Second, some types of symptoms are expected to be served much faster than others. For example, holding all other variables constant, we expect a cardiovascular incident to be responded to about 15% more quickly than a drug or alcohol related incident. With this information, EMS teams may be able to identify inconsistencies between response times and highly time-sensitive incident types, potentially increasing efficiency. Below we show our predicted range of response times for a cardiovascular incident and a drug or alcohol related incident.
Finally, COVID-19 has made calls take longer on average, although this increase is very small (on the order of 10 to 20 seconds) and is likely not medically significant. This change may be driven by the increased time required for EMS responders to adhere to stricter personal protective equipment guidelines. This hypothesis could be assessed with the ability to split response times into separate loadout time and travel time components.
Next Steps
The most obvious improvement to this analysis would be the inclusion of travel distance from dispatch to incident location. Even with our attempts to account for it, this variable is likely impacting many of our estimates to some degree, and it would not be surprising to see results shift were we to include it in the model. Unfortunately, this data is not reliably collected, and while alternative approaches to estimate it certainly exist, implementing them ended up being outside the time frame of this summer project.

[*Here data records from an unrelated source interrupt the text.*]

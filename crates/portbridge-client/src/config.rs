//! Client agent configuration

use serde::{Deserialize, Serialize};
use std::net::IpAddr;
use std::path::Path;
use std::time::Duration;

fn default_bind_address() -> IpAddr {
    "0.0.0.0".parse().expect("valid wildcard address")
}

fn default_relay_channel_count() -> usize {
    1
}

fn default_relay_connection_ttl_secs() -> u64 {
    300
}

/// One local-port-to-relay mapping
#[derive(Debug, Clone, Serialize, Deserialize)]
pub struct PortMapping {
    /// Local TCP port the client agent listens on
    pub local_port: u16,

    /// Address the listener binds to (default: all interfaces)
    #[serde(default = "default_bind_address")]
    pub bind_address: IpAddr,

    /// Relay-side entity path the tunnels attach to
    pub entity_path: String,

    /// Configuration key carried in the tunnel preamble; selects the
    /// target port on the service side
    pub remote_configuration_key: i32,

    /// Firewall entries admitting local sources: `a.b.c.d`,
    /// `a.b.c.d-e.f.g.h`, or `*`. Empty admits everything.
    #[serde(default)]
    pub allowed_sources: Vec<String>,

    /// Number of concurrently-active relay tunnels for this mapping
    #[serde(default = "default_relay_channel_count")]
    pub relay_channel_count: usize,

    /// Accept-TTL per relay tunnel; expired tunnels rotate out
    #[serde(default = "default_relay_connection_ttl_secs")]
    pub relay_connection_ttl_secs: u64,
}

impl PortMapping {
    pub fn relay_connection_ttl(&self) -> Duration {
        Duration::from_secs(self.relay_connection_ttl_secs)
    }
}

/// Full client agent configuration
#[derive(Debug, Clone, Default, Serialize, Deserialize)]
pub struct ClientConfig {
    pub mappings: Vec<PortMapping>,
}

impl ClientConfig {
    /// Load configuration from a JSON file
    pub fn load(path: &Path) -> Result<Self, ConfigError> {
        let raw = std::fs::read_to_string(path).map_err(|source| ConfigError::Read {
            path: path.display().to_string(),
            source,
        })?;
        let config: Self = serde_json::from_str(&raw).map_err(|source| ConfigError::Parse {
            path: path.display().to_string(),
            source,
        })?;
        Ok(config)
    }
}

/// Configuration file errors
#[derive(Debug, thiserror::Error)]
pub enum ConfigError {
    #[error("failed to read config file {path}: {source}")]
    Read {
        path: String,
        source: std::io::Error,
    },

    #[error("failed to parse config file {path}: {source}")]
    Parse {
        path: String,
        source: serde_json::Error,
    },
}
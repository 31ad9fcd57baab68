//! Portbridge Protocol Definitions
//!
//! This crate defines the wire-level types for the portbridge tunneling
//! system: connection identifiers, the frame and preamble codecs, firewall
//! rules for local listener admission, and the relay listener metadata
//! document.

pub mod connection_id;
pub mod firewall;
pub mod frame;
pub mod metadata;
pub mod preamble;

pub use connection_id::{ConnectionId, CONNECTION_ID_SIZE};
pub use firewall::{FirewallError, FirewallRules, IpRange};
pub use frame::{read_frame, stamp_frame_header, CodecError, Frame, FRAME_HEADER_SIZE, MAX_FRAME_SIZE};
pub use metadata::{EndpointMetadata, MetadataError, PortSet};
pub use preamble::{TunnelPreamble, PREAMBLE_SIZE};

/// Protocol version
pub const PROTOCOL_VERSION: u16 = 1;
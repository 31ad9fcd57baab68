//! Per-connection frame queue
//!
//! Guarantees ordered, non-concurrent delivery of frames to one destination
//! writer despite concurrent producers. Producers enqueue; whichever caller
//! wins the drain gate delivers every currently-queued frame (including
//! ones enqueued by losers), so no frame is ever silently stuck and the
//! writer is never invoked concurrently.

use crate::error::EngineError;
use async_trait::async_trait;
use portbridge_proto::{ConnectionId, Frame};
use std::collections::VecDeque;
use std::sync::atomic::{AtomicBool, Ordering};
use std::sync::{Arc, Mutex as StdMutex};
use tokio::sync::Mutex;
use tracing::{debug, error, info};

/// Destination writer seam for a frame queue.
///
/// The only production implementation is the local TCP data channel; tests
/// substitute recording sinks.
#[async_trait]
pub trait FrameSink: Send + Sync {
    /// Write one frame's payload to the destination endpoint. A sentinel
    /// frame must perform no write.
    async fn write_frame(&self, frame: &Frame) -> Result<(), EngineError>;

    /// Close the destination endpoint, swallowing close errors
    async fn shutdown(&self);
}

/// Fired exactly once when a queue's connection is torn down
pub type CompletionCallback = Arc<dyn Fn(ConnectionId) + Send + Sync>;

/// Ordered single-consumer delivery queue for one logical connection
pub struct FrameQueue {
    connection_id: ConnectionId,
    writer: Arc<dyn FrameSink>,
    pending: StdMutex<VecDeque<Frame>>,
    drain_gate: Mutex<()>,
    completed: AtomicBool,
    on_complete: CompletionCallback,
}

impl FrameQueue {
    pub fn new(
        connection_id: ConnectionId,
        writer: Arc<dyn FrameSink>,
        on_complete: CompletionCallback,
    ) -> Arc<Self> {
        Arc::new(Self {
            connection_id,
            writer,
            pending: StdMutex::new(VecDeque::new()),
            drain_gate: Mutex::new(()),
            completed: AtomicBool::new(false),
            on_complete,
        })
    }

    pub fn connection_id(&self) -> ConnectionId {
        self.connection_id
    }

    pub fn is_completed(&self) -> bool {
        self.completed.load(Ordering::Acquire)
    }

    /// Enqueue then drain, awaiting delivery of everything queued so far
    pub async fn process(&self, frame: Frame) {
        self.enqueue(frame);
        self.drain().await;
    }

    /// Append a frame; delivery order is enqueue order
    pub fn enqueue(&self, frame: Frame) {
        self.pending.lock().expect("frame queue poisoned").push_back(frame);
    }

    /// Deliver queued frames FIFO. Overlapping callers serialize on the
    /// drain gate: losers return immediately, the winner also delivers
    /// their frames.
    pub async fn drain(&self) {
        loop {
            let Ok(gate) = self.drain_gate.try_lock() else {
                // Another caller is draining and will pick our frames up.
                return;
            };
            while let Some(frame) = self.pop() {
                self.deliver(frame).await;
            }
            drop(gate);
            // A producer may have enqueued between the last pop and the
            // gate release; take another pass rather than strand it.
            if self.pending.lock().expect("frame queue poisoned").is_empty() {
                return;
            }
        }
    }

    fn pop(&self) -> Option<Frame> {
        self.pending.lock().expect("frame queue poisoned").pop_front()
    }

    async fn deliver(&self, frame: Frame) {
        if self.completed.load(Ordering::Acquire) {
            // Endpoint already torn down; late frames are discarded.
            return;
        }

        let mut complete_write_back = frame.is_sentinel();
        if !complete_write_back {
            if let Err(e) = self.writer.write_frame(&frame).await {
                if is_expected_churn(&e) {
                    info!(
                        connection_id = %self.connection_id,
                        error = %e,
                        "endpoint reset, completing connection"
                    );
                } else {
                    error!(
                        connection_id = %self.connection_id,
                        error = %e,
                        "endpoint write failed, completing connection"
                    );
                }
                complete_write_back = true;
            }
        }

        if complete_write_back {
            self.complete();
        }
    }

    /// Latch completion; the callback fires at most once no matter how many
    /// frames fail concurrently
    fn complete(&self) {
        if !self.completed.swap(true, Ordering::AcqRel) {
            debug!(connection_id = %self.connection_id, "frame queue completed");
            (self.on_complete)(self.connection_id);
        }
    }

    /// Dispatcher-initiated teardown: discard pending frames and close the
    /// destination without re-firing the completion callback
    pub async fn shutdown(&self) {
        self.completed.store(true, Ordering::Release);
        self.pending.lock().expect("frame queue poisoned").clear();
        self.writer.shutdown().await;
    }
}

/// Connection reset/aborted class errors are expected churn, logged at
/// informational level rather than as failures
fn is_expected_churn(err: &EngineError) -> bool {
    match err {
        EngineError::ChannelClosed => true,
        EngineError::Io(e) => matches!(
            e.kind(),
            std::io::ErrorKind::ConnectionReset
                | std::io::ErrorKind::ConnectionAborted
                | std::io::ErrorKind::BrokenPipe
                | std::io::ErrorKind::Interrupted
        ),
        _ => false,
    }
}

Including travel distance information would allow us to make more meaningful interpretation of neighborhood effects. As it stands, we assume that the neighborhood effects are capturing much of the travel distance information. It would be interesting to see if some neighborhoods are consistently under- or over-served. Of particular interest is the Pantops region, which has a large number of elderly residents at heightened risk of COVID-19. On the previous graphs, this region corresponds to census tract 105, just to the East of Charlottesville. Any changes in response times here would therefore be particularly consequential.

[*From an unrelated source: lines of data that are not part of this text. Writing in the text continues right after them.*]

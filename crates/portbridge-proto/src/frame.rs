//! Frame codec
//!
//! Every unit of tunneled data travels as a frame:
//!
//! ```text
//! [connection id: 16 bytes][size: u16 LE][payload: size bytes]
//! ```
//!
//! A frame with `size == 0` is the close sentinel: it carries no payload
//! and tells the receiving side that the producer's local socket reached
//! end-of-stream, so the receiver must tear down its matching endpoint.

use crate::connection_id::{ConnectionId, CONNECTION_ID_SIZE};
use bytes::{BufMut, Bytes, BytesMut};
use thiserror::Error;
use tokio::io::{AsyncRead, AsyncReadExt};

/// Frame header size: connection id (16) + payload size (2) = 18 bytes
pub const FRAME_HEADER_SIZE: usize = CONNECTION_ID_SIZE + 2;

/// Maximum payload size of a single frame (one u16 length field's worth).
/// Bounds per-frame allocation against a malicious or corrupted size field.
pub const MAX_FRAME_SIZE: usize = u16::MAX as usize;

/// Frame codec errors
#[derive(Debug, Error)]
pub enum CodecError {
    #[error("payload too large for one frame: {0} bytes")]
    PayloadTooLarge(usize),

    #[error("stream ended mid-header after {0} bytes")]
    TruncatedHeader(usize),

    #[error("stream ended mid-payload, expected {expected} bytes: {source}")]
    TruncatedPayload {
        expected: usize,
        source: std::io::Error,
    },

    #[error("IO error: {0}")]
    Io(#[from] std::io::Error),
}

/// One framed unit of payload data tagged with a connection identifier
#[derive(Debug, Clone)]
pub struct Frame {
    pub connection_id: ConnectionId,
    pub payload: Bytes,
}

impl Frame {
    /// Construct a data frame, rejecting payloads that exceed one frame
    pub fn new(connection_id: ConnectionId, payload: Bytes) -> Result<Self, CodecError> {
        if payload.len() > MAX_FRAME_SIZE {
            return Err(CodecError::PayloadTooLarge(payload.len()));
        }
        Ok(Self {
            connection_id,
            payload,
        })
    }

    /// Construct the zero-size close sentinel for a connection
    pub fn sentinel(connection_id: ConnectionId) -> Self {
        Self {
            connection_id,
            payload: Bytes::new(),
        }
    }

    /// Payload size in bytes (0 for the sentinel)
    pub fn size(&self) -> usize {
        self.payload.len()
    }

    /// Whether this frame is the close sentinel
    pub fn is_sentinel(&self) -> bool {
        self.payload.is_empty()
    }

    /// Encode header + payload into one contiguous buffer
    pub fn encode(&self) -> Bytes {
        let mut buf = BytesMut::with_capacity(FRAME_HEADER_SIZE + self.payload.len());
        buf.put_slice(self.connection_id.as_bytes());
        buf.put_u16_le(self.payload.len() as u16);
        buf.put_slice(&self.payload);
        buf.freeze()
    }
}

/// Stamp a frame header into the first [`FRAME_HEADER_SIZE`] bytes of `buf`.
///
/// Callers that read payload bytes directly into a reusable buffer reserve
/// header space at the front, then stamp the header just before issuing a
/// single write of header + payload.
pub fn stamp_frame_header(buf: &mut [u8], connection_id: ConnectionId, size: u16) {
    buf[..CONNECTION_ID_SIZE].copy_from_slice(connection_id.as_bytes());
    buf[CONNECTION_ID_SIZE..FRAME_HEADER_SIZE].copy_from_slice(&size.to_le_bytes());
}

/// Read one frame from an async byte stream.
///
/// Returns `Ok(None)` when the stream is cleanly closed, i.e. zero bytes
/// were available at the first header byte. A stream that ends partway
/// through a header or payload is a codec error, not a clean close. The
/// header read loops because a single read may return fewer bytes than
/// requested.
pub async fn read_frame<R>(reader: &mut R) -> Result<Option<Frame>, CodecError>
where
    R: AsyncRead + Unpin,
{
    let mut header = [0u8; FRAME_HEADER_SIZE];
    let mut filled = 0;
    while filled < FRAME_HEADER_SIZE {
        let n = reader.read(&mut header[filled..]).await?;
        if n == 0 {
            if filled == 0 {
                return Ok(None);
            }
            return Err(CodecError::TruncatedHeader(filled));
        }
        filled += n;
    }

    let mut id_bytes = [0u8; CONNECTION_ID_SIZE];
    id_bytes.copy_from_slice(&header[..CONNECTION_ID_SIZE]);
    let connection_id = ConnectionId::from_bytes(id_bytes);
    let size = u16::from_le_bytes([header[CONNECTION_ID_SIZE], header[CONNECTION_ID_SIZE + 1]]) as usize;

    if size == 0 {
        return Ok(Some(Frame::sentinel(connection_id)));
    }

    let mut payload = vec![0u8; size];
    reader
        .read_exact(&mut payload)
        .await
        .map_err(|source| CodecError::TruncatedPayload {
            expected: size,
            source,
        })?;

    Ok(Some(Frame {
        connection_id,
        payload: payload.into(),
    }))
}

Finally, it is worth noting that response times are not the only way to assess medical service delivery, and expanding our analysis to other variables would help provide a more nuanced view of changes across the COVID-19 pandemic. For instance, drops in call volume (as discussed in the background section of the site), may indicate certain communities who have become highly reluctant to rely on emergency services with potentially dangerous consequences. Other variables, like hospitals patients are transferred to, types of medical procedures implemented during calls, and more would also be relevant for further exploration.